Central Bank Digital Currencies (CBDCs) are moving to centre stage as increasing numbers of central banks study and work on them, even launch them. The term CBDC can mean different things to different people – wholesale, retail, general, synthetic etc. And how do they fit in with cash, faster payments, Real Time Gross Settlement, private money or crypto currencies? Part of the story is about policy, the ‘business case’, part legal and governance and part technical. With the rationale behind them unique to each country, the Bahamas has not launched its Sand Dollar for the same reason as China’s e-yuan project, and with developments moving so fast, this is not an easy area to understand or to keep up with.

This Week in DCN Weekly News

DeFi Technology Concepts Tested X-Border By the BIS

The Bank for International Settlements (BIS) has used decentralised finance (DeFi) technology concepts on a public blockchain to trade and settle hypothetical euro, Swiss Franc and Singapore Dollar wholesale CBDCs across borders between simulated financial institutions. An Automated Market Maker was used to trade and settle foreign exchange automatically.


Project Mariana was conducted by the Bank of France, Swiss National Bank and the Monetary Authority of Singapore, along with the BIS hubs in Europe, Switzerland and Singapore.


Tokenisation and DeFi are very new and so the BIS was keen to explore their potential for possible future use.


The Contribution of CBDCs to Financial Inclusion

The IMF has issued a paper looking at how CBDCs can contribute to financial inclusion. 60% of Emerging Market Economies see financial inclusion as one of their top three reasons for introducing a CBDC.
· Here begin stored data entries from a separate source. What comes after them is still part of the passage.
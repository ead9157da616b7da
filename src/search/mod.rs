mod closed_list;
mod domain;
mod edge;
mod node_pool;
mod open_list;
mod plan;
pub mod search_engines;
mod search_node;
mod search_space;
mod search_statistics;
mod termination_condition;
mod validate;
mod verbosity;

pub use closed_list::{ClosedList, ClosedNode, DEFAULT_CLOSED_CAPACITY};
pub use domain::{Cost, Domain, DomainEdge, Edge, Operators, INFINITE_COST, ZERO_COST};
pub use edge::AppliedEdge;
pub use node_pool::{NodeId, NodePool, NO_NODE};
pub use open_list::{OpenList, OpenNode};
pub use plan::Plan;
pub use search_engines::{SearchEngine, SearchEngineName, SearchOptions, SearchOutcome};
pub use search_node::{SearchNode, SearchNodeStatus};
pub use search_space::SearchSpace;
pub use search_statistics::SearchStatistics;
pub use termination_condition::TerminationCondition;
pub use validate::{validate, validate_plan, ValidationError};
pub use verbosity::Verbosity;
impl<D: Domain> LrtaStar<D> {
    pub fn new(options: SearchOptions) -> Self {
        Self {
            seen: ClosedList::new(options.closed_capacity),
            options,
            nodes: NodePool::new(),
            open_list: OpenList::new(),
            lss: vec![],
            touched: vec![],
            trace: vec![],
        }
    }

    /// The node of `state`, created with the domain's estimate if the state
    /// was never seen before. The flag tells whether the node already existed.
    fn intern(&mut self, domain: &D, state: &D::State) -> (NodeId, bool) {
        let packed = domain.pack(state);
        let hash = domain.hash(&packed);
        if let Some(node_id) = self.seen.find(&self.nodes, &packed, hash) {
            return (node_id, true);
        }
        let node_id = self.nodes.construct(LrtaNode::new(
            packed,
            domain.h(state),
            domain.is_goal(state),
        ));
        self.seen.add(domain, &mut self.nodes, node_id, Some(hash));
        (node_id, false)
    }

    /// Make sure the successors of `node_id` are known.
    fn generate(&mut self, domain: &D, node_id: NodeId, statistics: &mut SearchStatistics) {
        if self.nodes.get(node_id).succs.is_some() {
            return;
        }
        let mut state = domain.unpack(&self.nodes.get(node_id).packed);
        let mut succs = vec![];
        for op in domain.operators(&state) {
            let edge = AppliedEdge::apply(domain, &mut state, op);
            statistics.increment_generated_nodes();
            let (target, seen) = self.intern(domain, &edge);
            if seen {
                statistics.increment_duplicate_nodes();
            }
            succs.push(LrtaEdge {
                op,
                cost: edge.cost(),
                target,
            });
        }
        self.nodes.get_mut(node_id).succs = Some(succs);
    }

    fn succs(&self, node_id: NodeId) -> &[LrtaEdge<D::Oper>] {
        self.nodes
            .get(node_id)
            .succs
            .as_deref()
            .expect("Successors of an unexpanded node")
    }

    fn reach(&mut self, node_id: NodeId, g: Cost) {
        let node = self.nodes.get_mut(node_id);
        node.reached = true;
        node.g = g;
        node.prio = g + node.h;
        node.tieprio = node.h;
        self.touched.push(node_id);
        self.open_list.push(&mut self.nodes, node_id);
    }

    /// A* from `current` for at most `lss_size` expansions. Goals are never
    /// expanded; popping one ends the lookahead.
    fn build_lss(&mut self, domain: &D, current: NodeId, statistics: &mut SearchStatistics) {
        self.reach(current, ZERO_COST);
        while self.lss.len() < self.options.lss_size {
            let Some(node_id) = self.open_list.pop(&mut self.nodes) else {
                break;
            };
            if self.nodes.get(node_id).is_goal {
                self.open_list.push(&mut self.nodes, node_id);
                break;
            }

            self.generate(domain, node_id, statistics);
            statistics.increment_expanded_nodes();
            let index = self.lss.len();
            self.lss.push(node_id);
            let node = self.nodes.get_mut(node_id);
            node.lss_index = Some(index);
            let g = node.g;

            let succs = self.succs(node_id).to_vec();
            for succ in succs {
                let child_g = g + succ.cost;
                let child = self.nodes.get(succ.target);
                if !child.reached {
                    self.reach(succ.target, child_g);
                } else if child_g < child.g && self.open_list.mem(&self.nodes, succ.target) {
                    self.open_list.pre_update(&self.nodes, succ.target);
                    let child = self.nodes.get_mut(succ.target);
                    child.g = child_g;
                    child.prio = child_g + child.h;
                    self.open_list.post_update(&mut self.nodes, succ.target);
                }
            }
        }
        self.open_list.clear(&mut self.nodes);
    }

    /// Raise every value in the local search space to the cheapest way out
    /// of it, never below what it was. Nodes are resolved cheapest value
    /// first, ties in expansion order.
    fn update_values(&mut self) {
        for &node_id in &self.lss {
            let node = self.nodes.get_mut(node_id);
            node.horig = node.h;
            node.h = INFINITE_COST;
        }
        for &node_id in &self.lss {
            let succs = self
                .nodes
                .get(node_id)
                .succs
                .clone()
                .expect("Successors of an expanded node");
            for succ in succs {
                if self.nodes.get(succ.target).lss_index.is_some() {
                    self.nodes
                        .get_mut(succ.target)
                        .preds
                        .push((node_id, succ.cost));
                }
            }
        }

        for index in 0..self.lss.len() {
            let node_id = self.lss[index];
            let way_out = self
                .succs(node_id)
                .iter()
                .map(|succ| succ.cost + self.nodes.get(succ.target).h)
                .min()
                .unwrap_or(INFINITE_COST);
            let node = self.nodes.get_mut(node_id);
            node.prio = node.horig.max(way_out);
            node.tieprio = Cost::from(index as f64);
            self.open_list.push(&mut self.nodes, node_id);
        }

        while let Some(node_id) = self.open_list.pop(&mut self.nodes) {
            let node = self.nodes.get_mut(node_id);
            node.h = node.prio;
            let h = node.h;
            let preds = std::mem::take(&mut node.preds);
            for (pred_id, cost) in preds {
                if !self.open_list.mem(&self.nodes, pred_id) {
                    continue;
                }
                let pred = self.nodes.get(pred_id);
                let candidate = pred.horig.max(cost + h);
                if candidate < pred.prio {
                    self.open_list.pre_update(&self.nodes, pred_id);
                    self.nodes.get_mut(pred_id).prio = candidate;
                    self.open_list.post_update(&mut self.nodes, pred_id);
                }
            }
        }
    }

    /// Walk on the learned values until leaving the local search space or
    /// reaching a goal. Returns the node the agent ends up on.
    fn commit(&mut self, domain: &D, state: &mut D::State, mut current: NodeId) -> NodeId {
        let mut steps = 0;
        loop {
            let node = self.nodes.get(current);
            if node.is_goal || node.lss_index.is_none() || steps > self.lss.len() {
                return current;
            }
            let mut best: Option<LrtaEdge<D::Oper>> = None;
            let mut best_value = INFINITE_COST;
            for succ in self.succs(current) {
                let value = succ.cost + self.nodes.get(succ.target).h;
                if best.is_none() || value < best_value {
                    best = Some(*succ);
                    best_value = value;
                }
            }
            let Some(best) = best else {
                return current;
            };
            if best_value == INFINITE_COST {
                return current;
            }
            AppliedEdge::apply(domain, state, best.op).commit();
            self.trace.push(best.op);
            current = best.target;
            steps += 1;
        }
    }

    fn clear_episode(&mut self) {
        for &node_id in &self.touched {
            self.nodes.get_mut(node_id).clear_episode();
        }
        self.touched.clear();
        self.lss.clear();
    }

    fn episode(
        &mut self,
        domain: &D,
        state: &mut D::State,
        current: &mut NodeId,
        statistics: &mut SearchStatistics,
    ) -> Episode {
        if self.nodes.get(*current).is_goal {
            return Episode::AtGoal;
        }
        self.build_lss(domain, *current, statistics);
        self.update_values();
        if self.nodes.get(*current).h == INFINITE_COST {
            self.clear_episode();
            return Episode::DeadEnd;
        }
        *current = self.commit(domain, state, *current);
        debug!(
            lss_size = self.lss.len(),
            trace_len = self.trace.len(),
            h = self.nodes.get(*current).h.into_inner(),
            "episode finished"
        );
        self.clear_episode();
        if self.nodes.get(*current).is_goal {
            Episode::AtGoal
        } else {
            Episode::Moved
        }
    }

    /// Replay the executed operators from the initial state.
    fn extract_plan(&self, domain: &D, initial_state: &D::State) -> Plan<D::State, D::Oper> {
        let mut state = initial_state.clone();
        let mut states = vec![state.clone()];
        let mut cost = ZERO_COST;
        for &op in &self.trace {
            cost += AppliedEdge::apply(domain, &mut state, op).commit();
            states.push(state.clone());
        }
        Plan::new(self.trace.clone(), states, cost)
    }

    fn prepare(&mut self, domain: &D) {
        self.reset();
        if !self.seen.is_initialised() {
            self.seen.init(domain);
        }
    }
}
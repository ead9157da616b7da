//! Binary heap over pool nodes. Each node stores its own position in the
//! heap, which makes membership tests O(1) and lets a node whose keys changed
//! be re-sifted from where it is instead of being searched for.

use crate::search::{Cost, NodeId, NodePool};

/// Access to the keys and the heap slot of a node.
pub trait OpenNode {
    /// Primary key, lower is expanded first.
    fn prio(&self) -> Cost;

    /// Secondary key for equal primary keys, lower is expanded first.
    fn tieprio(&self) -> Cost;

    fn open_index(&self) -> Option<usize>;

    fn set_open_index(&mut self, index: Option<usize>);
}

#[derive(Debug, Default)]
pub struct OpenList {
    heap: Vec<NodeId>,
}

#[inline(always)]
fn precedes<N: OpenNode>(lhs: &N, rhs: &N) -> bool {
    (lhs.prio(), lhs.tieprio()) < (rhs.prio(), rhs.tieprio())
}

impl OpenList {
    pub fn new() -> Self {
        Self { heap: Vec::new() }
    }

    pub fn len(&self) -> usize {
        self.heap.len()
    }

    pub fn is_empty(&self) -> bool {
        self.heap.is_empty()
    }

    pub fn push<N: OpenNode>(&mut self, pool: &mut NodePool<N>, node_id: NodeId) {
        debug_assert!(
            !self.mem(pool, node_id),
            "Node {:?} is already open",
            node_id
        );
        self.heap.push(node_id);
        self.sift_up(pool, self.heap.len() - 1);
    }

    pub fn pop<N: OpenNode>(&mut self, pool: &mut NodePool<N>) -> Option<NodeId> {
        if self.heap.is_empty() {
            return None;
        }
        let node_id = self.heap.swap_remove(0);
        pool.get_mut(node_id).set_open_index(None);
        if !self.heap.is_empty() {
            self.sift_down(pool, 0);
        }
        Some(node_id)
    }

    pub fn peek(&self) -> Option<NodeId> {
        self.heap.first().copied()
    }

    /// Whether `node_id` is currently in this heap.
    pub fn mem<N: OpenNode>(&self, pool: &NodePool<N>, node_id: NodeId) -> bool {
        match pool.get(node_id).open_index() {
            Some(index) => self.heap.get(index) == Some(&node_id),
            None => false,
        }
    }

    /// Must be called before changing the keys of a node that is in the
    /// heap, with a matching [`OpenList::post_update`] afterwards.
    pub fn pre_update<N: OpenNode>(&self, pool: &NodePool<N>, node_id: NodeId) {
        assert!(
            self.mem(pool, node_id),
            "Updating node {:?} which is not open",
            node_id
        );
    }

    /// Restore the heap order after the keys of `node_id` changed.
    pub fn post_update<N: OpenNode>(&mut self, pool: &mut NodePool<N>, node_id: NodeId) {
        let index = pool
            .get(node_id)
            .open_index()
            .expect("Updated node is not open");
        let index = self.sift_up(pool, index);
        self.sift_down(pool, index);
    }

    pub fn remove<N: OpenNode>(&mut self, pool: &mut NodePool<N>, node_id: NodeId) {
        debug_assert!(self.mem(pool, node_id));
        let index = pool
            .get(node_id)
            .open_index()
            .expect("Removed node is not open");
        pool.get_mut(node_id).set_open_index(None);
        self.heap.swap_remove(index);
        if index < self.heap.len() {
            let index = self.sift_up(pool, index);
            self.sift_down(pool, index);
        }
    }

    /// Empty the heap, leaving every former member marked as not open.
    pub fn clear<N: OpenNode>(&mut self, pool: &mut NodePool<N>) {
        for node_id in self.heap.drain(..) {
            pool.get_mut(node_id).set_open_index(None);
        }
    }

    /// Moves the node at `index` towards the root, returns its final index.
    fn sift_up<N: OpenNode>(&mut self, pool: &mut NodePool<N>, mut index: usize) -> usize {
        let node_id = self.heap[index];
        while index > 0 {
            let parent_index = (index - 1) / 2;
            let parent_id = self.heap[parent_index];
            if !precedes(pool.get(node_id), pool.get(parent_id)) {
                break;
            }
            self.heap[index] = parent_id;
            pool.get_mut(parent_id).set_open_index(Some(index));
            index = parent_index;
        }
        self.heap[index] = node_id;
        pool.get_mut(node_id).set_open_index(Some(index));
        index
    }

    fn sift_down<N: OpenNode>(&mut self, pool: &mut NodePool<N>, mut index: usize) {
        let node_id = self.heap[index];
        loop {
            let child_1_index = index * 2 + 1;
            if child_1_index >= self.heap.len() {
                break;
            }
            let child_2_index = child_1_index + 1;
            let child_index = if child_2_index < self.heap.len()
                && precedes(
                    pool.get(self.heap[child_2_index]),
                    pool.get(self.heap[child_1_index]),
                ) {
                child_2_index
            } else {
                child_1_index
            };
            let child_id = self.heap[child_index];
            if !precedes(pool.get(child_id), pool.get(node_id)) {
                break;
            }
            self.heap[index] = child_id;
            pool.get_mut(child_id).set_open_index(Some(index));
            index = child_index;
        }
        self.heap[index] = node_id;
        pool.get_mut(node_id).set_open_index(Some(index));
    }
}
use crate::parsers::ParseResult;

/// Checks on the outcome of a parser in tests.
#[cfg(test)]
pub trait Match<T> {
    /// The parser succeeded with `value` and consumed all of its input.
    fn is_exactly(&self, value: T) -> bool;

    /// The parser succeeded with `value`, possibly leaving input behind.
    fn is_value(&self, value: T) -> bool;
}

#[cfg(test)]
impl<T: PartialEq> Match<T> for ParseResult<'_, T> {
    fn is_exactly(&self, value: T) -> bool {
        match self {
            Ok((remaining, parsed)) => remaining.is_empty() && *parsed == value,
            Err(_) => false,
        }
    }

    fn is_value(&self, value: T) -> bool {
        match self {
            Ok((_, parsed)) => *parsed == value,
            Err(_) => false,
        }
    }
}

/// Unwraps the parsed value, ignoring the remaining input.
pub trait UnwrapValue<T> {
    fn unwrap_value(self) -> T;
}

impl<T> UnwrapValue<T> for ParseResult<'_, T> {
    fn unwrap_value(self) -> T {
        match self {
            Ok((_, value)) => value,
            Err(error) => panic!("parser failed: {:?}", error),
        }
    }
}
The logic is that payments form the foundation of financial services, encompassing deposits, withdrawals, overdraft credit lines, and repayments, which are increasingly becoming digitalised. The 'cash-digital divide' drives a wedge between low-income households and the formal economy by making it costly for banks, insurance companies, and other institutions to transact with them. CBDC, once adopted by the financially excluded, can serve as an entry point to the broader formal financial system.


To do this, CBDCs need to be designed to address the barriers to financial inclusion. They will need to replicate some of the desirable properties of cash, as 'digital cash'. For example, be useable without a bank account, for small transactions with no or low fees, and with less stringent identification requirements for low-risk populations that have challenges obtaining formal identity documentation. CBDCs could even be designed to operate in offline environments.


As with many other digital products, once users are engaged with them, they would allow people to engage with other digital financial service providers and develop a credit history. Digital exclusion, in the form of poor infrastructure, digital literacy and digital identification, needs action.


The impact of CBDC for improving financial inclusion is currently speculative, but they can be considered as one component of a broader set of measures to improve financial inclusion.


Further evidence and experience are needed. The IMF paper includes a step-by-step framework to help assess CBDC’s value proposition for improving financial inclusion in a country.


Central Banks Urged to Move at Pace on CBDC Legal Frameworks

The BIS has urged countries to modernise their legal frameworks ready for CBDCs. Key areas of focus being legitimacy, privacy, integrity and choice.


A strongly worded statement by BIS General Manager Augustin Carstens said it was ‘simply unacceptable’ that unclear or outdated legal frameworks could hinder the deployment of CBDCs. ‘The work to address these issues needs to begin in earnest. And it needs to proceed at pace', he noted.


The BIS wants to avoid ending up with fragmented systems and legal framework that stops CBDCs from being interoperable.


Changes to Make the e-CNY Useful for Visitors

China has made changes to allow overseas visitors to pay using the e-CNY. Visitors can now replenish their digital RMB wallet using the online services of Visa and Mastercard. They can also go to bank service outlets to recharge the digital RMB wallet with cash. Previously visitors could not top up their e-CNY wallets in advance, and could only do so on the spot when making payments.


With the upgrade, visitors can use their e-CNY wallets both at shops and on online platforms such as ride-hailing app Didi, takeaway service provider Meituan, travel portal Ctrip and e-commerce platform JD. The upgrade may also increase the presence of e-CNY in cross-border transactions.